Weigel

Bill Clinton as Counterprogramming

I have mostly been commenting on Twitter, but I have no real comment or insight on why Bill Clinton has been handed the White House briefing room for a presser of undetermined length. It doesn’t indicate that all the votes are there for the tax cut deal yet, does it?

“I am happy to be here,” said Clinton, “when the bullets that are fired are not likely to hit me.” Indeed, instead of covering Bernie Sanders and his filibuster, ledes are being rewritten to talk about how the 42nd president materialized out of nowhere to talk about why he supported the tax cut deal.

UPDATE: So, what was that about? It’s not in any way surprising that Clinton would support the tax cut deal, although he hadn’t explicitly endorsed it before. It was not a surprise that he was in town – the meeting with Obama was on the schedule for today , though a press conference hadn’t been announced. It was, actually, sort of a cop-out, because Obama introduced Clinton, said that he was “keeping the First Lady waiting,” and allowed a former president who said he was not actually lobbying members of Congress on the deal to sell the deal via free association. He noted, for example, that Charles Krauthammer opposed the deal, so conservative opposition was out there and it proved that the left should not consider the deal a cave-in.
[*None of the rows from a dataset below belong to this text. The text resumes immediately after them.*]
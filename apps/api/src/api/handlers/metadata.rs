//! Capability statement for `GET /v2/metadata`

use axum::{extract::State, response::IntoResponse, Json};
use serde_json::{json, Value};

use crate::state::AppState;

const FHIR_VERSION: &str = "4.0.1";

fn interaction(codes: &[&str]) -> Vec<Value> {
    codes.iter().map(|code| json!({ "code": code })).collect()
}

/// What the public API serves, rooted at `api_path`.
pub fn capability_statement(api_path: &str) -> Value {
    json!({
        "resourceType": "CapabilityStatement",
        "status": "active",
        "date": "2024-01-01",
        "publisher": "Centers for Medicare & Medicaid Services",
        "kind": "instance",
        "instantiates": [
            "http://hl7.org/fhir/uv/bulkdata/CapabilityStatement/bulk-data"
        ],
        "software": {
            "name": "Data at the Point of Care",
            "version": env!("CARGO_PKG_VERSION")
        },
        "implementation": {
            "description": "Data at the Point of Care bulk data API",
            "url": api_path
        },
        "fhirVersion": FHIR_VERSION,
        "format": ["application/fhir+json"],
        "rest": [{
            "mode": "server",
            "security": {
                "cors": true,
                "service": [{
                    "coding": [{
                        "system": "http://hl7.org/fhir/restful-security-service",
                        "code": "SMART-on-FHIR"
                    }]
                }]
            },
            "resource": [
                {
                    "type": "Organization",
                    "interaction": interaction(&["read"])
                },
                {
                    "type": "Practitioner",
                    "interaction": interaction(&["create", "read", "update", "delete"])
                },
                {
                    "type": "Group",
                    "interaction": interaction(&["create"]),
                    "operation": [{
                        "name": "export",
                        "definition": "http://hl7.org/fhir/uv/bulkdata/OperationDefinition/group-export"
                    }]
                }
            ]
        }]
    })
}

pub async fn metadata(State(state): State<AppState>) -> impl IntoResponse {
    Json(capability_statement(&state.config.export.api_path))
}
A former president has never entered the White House briefing room and taken questions without the current president also in the room. And, sure, it’s striking to hear Clinton join Obama in the abandonment of a 9-year Democratic argument, that the Bush tax cuts are unaffordable. But it’s tough to see the Clinton presser as anything but political theater, and less politically important than the Sanders speech – or as the denizens of Twitter have called it, following Jordian Fabian, the “FiliBernie.” We don’t know when Sanders will stop talking. He has not indicated whether he will slow down the business of the Senate, which he’s not currently doing (there are no votes scheduled today), but he is at the very least in the middle of a dry run that has given him massive media attention and public support. We did not learn anything from Clinton’s interesting riff on politics. We are actually learning a lot from Sanders as he reads constituent letters, into hour seven of the speech.

“Do you know what dented can stores are?” asked Sanders. “Most members of the House and Senate, and governors, do not get their meals from dented cans. But millions of Americans do.”

Sanders said earlier today that the Senate should stay in Washington through New Years if needed. The only reason that’s not being taken seriously as a threat is that conventional wisdom argues against it and argues against Sanders actually filibustering on Monday, when the tax deal could come up for a vote. But really, should we rule it out?